Charles played in the original test against Australia, where the Ashes were first named, and was one of the last two batsman in.

The match was low scoring and had been affected by recent rain. Australia batted first and scored 63; England only managed 101 in reply. In their second innings the Australians scored 122, so on the second day, England needed only 85 to win. When England's last batsman went in the team needed only 10 runs to win, but the final batsman Edmund Peate scored only 2 before being bowled by Boyle. The astonished crowd fell silent, not believing that England could possibly have lost by 7 runs. When what had happened had sunk in, the crowd cheered the Australians.
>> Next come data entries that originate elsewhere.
//! Sentry request builder.
//!
//! One variant per (resource, operation) pair, each carrying its own
//! strongly-typed field set, dispatched through a single matcher
//! instead of string comparisons scattered through the execute loop.
//! A request value is built fresh per input item; nothing is shared
//! across iterations.

use serde::Deserialize;
use serde_json::{Map, Value};

use crate::domain::errors::{NodeError, NodeResult};
use crate::domain::models::Pagination;
use crate::domain::ports::Parameters;
use crate::nodes::request::ApiCall;

/// Optional filters of `issue.get_all`.
#[derive(Debug, Clone, Default, Deserialize)]
#[serde(default)]
pub struct IssueListFilters {
    /// Stats aggregation period (e.g. "24h", "14d").
    pub stats_period: Option<String>,
    /// Look the query up as a short ID first.
    pub short_id_lookup: Option<bool>,
    /// Search query string.
    pub query: Option<String>,
}

/// Sparse change set of `issue.update`.
#[derive(Debug, Clone, Default, Deserialize)]
#[serde(default)]
pub struct IssueUpdate {
    pub status: Option<String>,
    pub assigned_to: Option<String>,
    pub has_seen: Option<bool>,
    pub is_bookmarked: Option<bool>,
    pub is_subscribed: Option<bool>,
    pub is_public: Option<bool>,
}

/// Optional filters of `organization.get_all`.
#[derive(Debug, Clone, Default, Deserialize)]
#[serde(default)]
pub struct OrganizationListFilters {
    /// Restrict to organizations the token holder is a member of.
    pub member: Option<bool>,
    /// Restrict to organizations the token holder owns.
    pub owner: Option<bool>,
}

/// Optional fields of `organization.create`.
#[derive(Debug, Clone, Default, Deserialize)]
#[serde(default)]
pub struct OrganizationCreateFields {
    pub slug: Option<String>,
}

/// Optional fields of `release.get_all`.
#[derive(Debug, Clone, Default, Deserialize)]
#[serde(default)]
pub struct ReleaseListFilters {
    pub query: Option<String>,
}

/// Optional fields of `team.create`.
#[derive(Debug, Clone, Default, Deserialize)]
#[serde(default)]
pub struct TeamCreateFields {
    pub name: Option<String>,
    pub slug: Option<String>,
}

/// A fully resolved Sentry request, one variant per (resource,
/// operation).
#[derive(Debug, Clone)]
pub enum SentryRequest {
    EventGet {
        organization_slug: String,
        project_slug: String,
        event_id: String,
    },
    EventGetAll {
        organization_slug: String,
        project_slug: String,
        full: bool,
        pagination: Pagination,
    },
    IssueGet {
        issue_id: String,
    },
    IssueGetAll {
        organization_slug: String,
        project_slug: String,
        filters: IssueListFilters,
        pagination: Pagination,
    },
    IssueDelete {
        issue_id: String,
    },
    IssueUpdate {
        issue_id: String,
        changes: IssueUpdate,
    },
    OrganizationGet {
        organization_slug: String,
    },
    OrganizationGetAll {
        filters: OrganizationListFilters,
        pagination: Pagination,
    },
    OrganizationCreate {
        name: String,
        agree_terms: bool,
        fields: OrganizationCreateFields,
    },
    ProjectGet {
        organization_slug: String,
        project_slug: String,
    },
    ProjectGetAll {
        pagination: Pagination,
    },
    ReleaseGet {
        organization_slug: String,
        version: String,
    },
    ReleaseGetAll {
        organization_slug: String,
        filters: ReleaseListFilters,
        pagination: Pagination,
    },
    TeamGet {
        organization_slug: String,
        team_slug: String,
    },
    TeamGetAll {
        organization_slug: String,
        pagination: Pagination,
    },
    TeamCreate {
        organization_slug: String,
        fields: TeamCreateFields,
    },
}

/// How the node should execute a built call.
#[derive(Debug, Clone)]
pub enum Plan {
    /// One request; optionally replace the response body with the
    /// `{success: true}` marker (delete operations).
    Single {
        call: ApiCall,
        synthesize_success: bool,
    },
    /// Cursor-paginated fetch; optionally truncate the flattened
    /// result client-side (the bounded "return all disabled" path).
    Paginated {
        call: ApiCall,
        truncate: Option<usize>,
    },
}
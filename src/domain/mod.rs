//! Domain layer for the Nodus integration nodes.
//!
//! This module contains the core models and port traits that the
//! concrete nodes implement. It has no knowledge of any specific
//! external API.

pub mod errors;
pub mod models;
pub mod ports;

pub use errors::{NodeError, NodeResult};
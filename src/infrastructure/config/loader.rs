//! Run configuration loading.
//!
//! A run file describes one node execution: which node, the flat
//! parameter map (plus optional per-item overrides), the input items,
//! and where the credential comes from. Loading merges hierarchically:
//! programmatic defaults, then the YAML file, then `NODUS_`-prefixed
//! environment variables.

use anyhow::{Context, Result};
use figment::providers::{Env, Format, Serialized, Yaml};
use figment::Figment;
use serde::{Deserialize, Serialize};
use serde_json::{Map, Value};
use thiserror::Error;

use crate::domain::models::Credential;

/// Configuration error types.
#[derive(Debug, Error)]
pub enum ConfigError {
    #[error("Run config must name a node")]
    EmptyNodeName,

    #[error("Invalid limit: {0}. Must be at least 1 when return_all is disabled")]
    InvalidLimit(u64),

    #[error("No credential configured: set credentials.token or credentials.token_env")]
    MissingCredential,

    #[error("Credential environment variable '{0}' is not set or empty")]
    EmptyCredentialEnv(String),

    #[error("Invalid credential kind: {0}. Must be one of: access_token, oauth2")]
    InvalidCredentialKind(String),
}

/// Where the bearer token comes from.
#[derive(Debug, Clone, Default, Serialize, Deserialize)]
pub struct CredentialsConfig {
    /// Credential kind: "access_token" (default) or "oauth2".
    #[serde(default)]
    pub kind: Option<String>,
    /// Inline token. Takes precedence over `token_env`.
    #[serde(default)]
    pub token: Option<String>,
    /// Name of an environment variable holding the token.
    #[serde(default)]
    pub token_env: Option<String>,
}

/// One node execution, fully described.
#[derive(Debug, Clone, Default, Serialize, Deserialize)]
pub struct RunConfig {
    /// Node to execute ("sentry" or "google_contacts").
    #[serde(default)]
    pub node: String,
    /// Parameters applied to every input item index.
    #[serde(default)]
    pub parameters: Map<String, Value>,
    /// Per-index parameter overrides; entry `i` overrides item `i`.
    #[serde(default)]
    pub item_parameters: Vec<Map<String, Value>>,
    /// Input items; defaults to a single empty item.
    #[serde(default)]
    pub items: Vec<Value>,
    /// Credential source.
    #[serde(default)]
    pub credentials: CredentialsConfig,
    /// Base URL override for self-hosted deployments and tests.
    #[serde(default)]
    pub base_url: Option<String>,
}

impl RunConfig {
    /// Resolve the configured credential to a concrete token.
    pub fn resolve_credential(&self) -> Result<Credential, ConfigError> {
        let token = if let Some(token) = self.credentials.token.clone() {
            token
        } else if let Some(var) = &self.credentials.token_env {
            match std::env::var(var) {
                Ok(value) if !value.is_empty() => value,
                _ => return Err(ConfigError::EmptyCredentialEnv(var.clone())),
            }
        } else {
            return Err(ConfigError::MissingCredential);
        };

        match self.credentials.kind.as_deref() {
            None | Some("access_token") => Ok(Credential::AccessToken(token)),
            Some("oauth2") => Ok(Credential::OAuth2(token)),
            Some(other) => Err(ConfigError::InvalidCredentialKind(other.to_string())),
        }
    }
}

/// Configuration loader with hierarchical merging.
pub struct ConfigLoader;

impl ConfigLoader {
    /// Load a run configuration from a YAML file, with `NODUS_`
    /// environment variables taking highest priority.
    pub fn load_from_file(path: impl AsRef<std::path::Path>) -> Result<RunConfig> {
        let config: RunConfig = Figment::new()
            .merge(Serialized::defaults(RunConfig::default()))
            .merge(Yaml::file(path.as_ref()))
            .merge(Env::prefixed("NODUS_").split("__"))
            .extract()
            .context(format!(
                "Failed to load run config from {}",
                path.as_ref().display()
            ))?;

        Self::validate(&config)?;
        Ok(config)
    }

    /// Validate a loaded configuration.
    pub fn validate(config: &RunConfig) -> Result<(), ConfigError> {
        if config.node.is_empty() {
            return Err(ConfigError::EmptyNodeName);
        }

        // A bounded listing needs a usable limit.
        if config.parameters.get("return_all") == Some(&Value::Bool(false)) {
            if let Some(limit) = config.parameters.get("limit").and_then(Value::as_u64) {
                if limit == 0 {
                    return Err(ConfigError::InvalidLimit(limit));
                }
            }
        }

        Ok(())
    }
}

#[cfg(test)]
mod tests {
    use super::*;
    use std::io::Write;

    use serde_json::json;

    fn write_config(contents: &str) -> tempfile::NamedTempFile {
        let mut file = tempfile::Builder::new()
            .suffix(".yaml")
            .tempfile()
            .unwrap();
        file.write_all(contents.as_bytes()).unwrap();
        file
    }

    #[test]
    fn test_load_minimal_run_config() {
        let file = write_config(
            r"
node: sentry
parameters:
  resource: issue
  operation: get
  issue_id: '1234'
credentials:
  token: tok-123
",
        );
        let config = ConfigLoader::load_from_file(file.path()).unwrap();
        assert_eq!(config.node, "sentry");
        assert_eq!(config.parameters["resource"], json!("issue"));
        assert_eq!(config.parameters["issue_id"], json!("1234"));
        assert!(config.items.is_empty());
    }

    #[test]
    fn test_missing_node_name_fails_validation() {
        let file = write_config("parameters: {}\n");
        assert!(ConfigLoader::load_from_file(file.path()).is_err());
    }

    #[test]
    fn test_zero_limit_rejected_when_bounded() {
        let config = RunConfig {
            node: "sentry".into(),
            parameters: serde_json::from_value(json!({
                "return_all": false,
                "limit": 0,
            }))
            .unwrap(),
            ..Default::default()
        };
        assert!(matches!(
            ConfigLoader::validate(&config).unwrap_err(),
            ConfigError::InvalidLimit(0)
        ));
    }

    #[test]
    fn test_resolve_inline_token() {
        let config = RunConfig {
            credentials: CredentialsConfig {
                kind: Some("oauth2".into()),
                token: Some("ya29.abc".into()),
                token_env: None,
            },
            ..Default::default()
        };
        let credential = config.resolve_credential().unwrap();
        assert_eq!(credential.token(), "ya29.abc");
    }

    #[test]
    fn test_resolve_missing_credential() {
        let config = RunConfig::default();
        assert!(matches!(
            config.resolve_credential().unwrap_err(),
            ConfigError::MissingCredential
        ));
    }

    #[test]
    fn test_resolve_unknown_kind() {
        let config = RunConfig {
            credentials: CredentialsConfig {
                kind: Some("basic".into()),
                token: Some("x".into()),
                token_env: None,
            },
            ..Default::default()
        };
        assert!(matches!(
            config.resolve_credential().unwrap_err(),
            ConfigError::InvalidCredentialKind(_)
        ));
    }
}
When Peate returned to the pavilion he was reprimanded by the captain WG Grace for not allowing his partner at the wicket, CT Studd, to get the runs. Despite Studd being one of the best batsmen in England, Peate replied, "I had no confidence in Mr Studd, sir, so thought I had better do my best." By now the damage was done and The Sporting Times next headlined with the following famous phrase:

IN AFFECTIONATE REMEMBRANCE
OF ENGLISH CRICKET
WHICH DIED AT THE OVAL, 29th AUGUST, 1882,
DEEPLY LAMENTED BY A LARGE CIRCLE OF
SORROWING FRIENDS AND ACQUAINTANCES
R.I.P.
N.B.-THE BODY WILL BE CREMATED AND THE
ASHES TAKEN TO AUSTRALIA.

Longer-lasting fame continues for the brothers in the form of the inscription on the Ashes' urn, which reads:

When Ivo goes back with the urn, the urn;
Studds, Steel, Read and Tylecote return, return;
The welkin will ring loud,
The great crowd will feel proud,
Seeing Barlow and Bates with the urn, the urn;
And the rest coming home with the urn.

==Studd family==
Articles relating to the famous three brothers:
- Kynaston Studd
- George Studd

===The minor brothers===
Four more Studd brothers were competent cricketers, and all played for MCC, but did not rise to the fame of their siblings:

- Edward John Charles Studd
Born 13 February 1849, Tirhoot, India
Died 1 March 1909, Folkestone, Kent, England
Cricket teams: Eton, Cheltenham (1866), MCC

- Reginald Augustus Studd
Born 18 December 1873, Tedworth House, Wiltshire
Died 3 February 1948, Northampton
Cricket teams: Eton, Blue at Cambridge in 1895, Hampshire, MCC

- Arthur Haythorne Studd, known as a painter and art collector
Born 19 November 1863, Hallaton Hall, Hallaton, Leicestershire
Died 26 January 1919, Marylebone, London
Cricket teams: Eton, MCC

- Herbert William Studd, army officer
Born 26 December 1870, Tedworth House, Wiltshire
Died 8 August 1947, Bayswater, London
Cricket teams: Eton, Middlesex, MCC, Hampshire
A great-nephew Peter was also a notable cricketer, and Lord Mayor of London in 1970.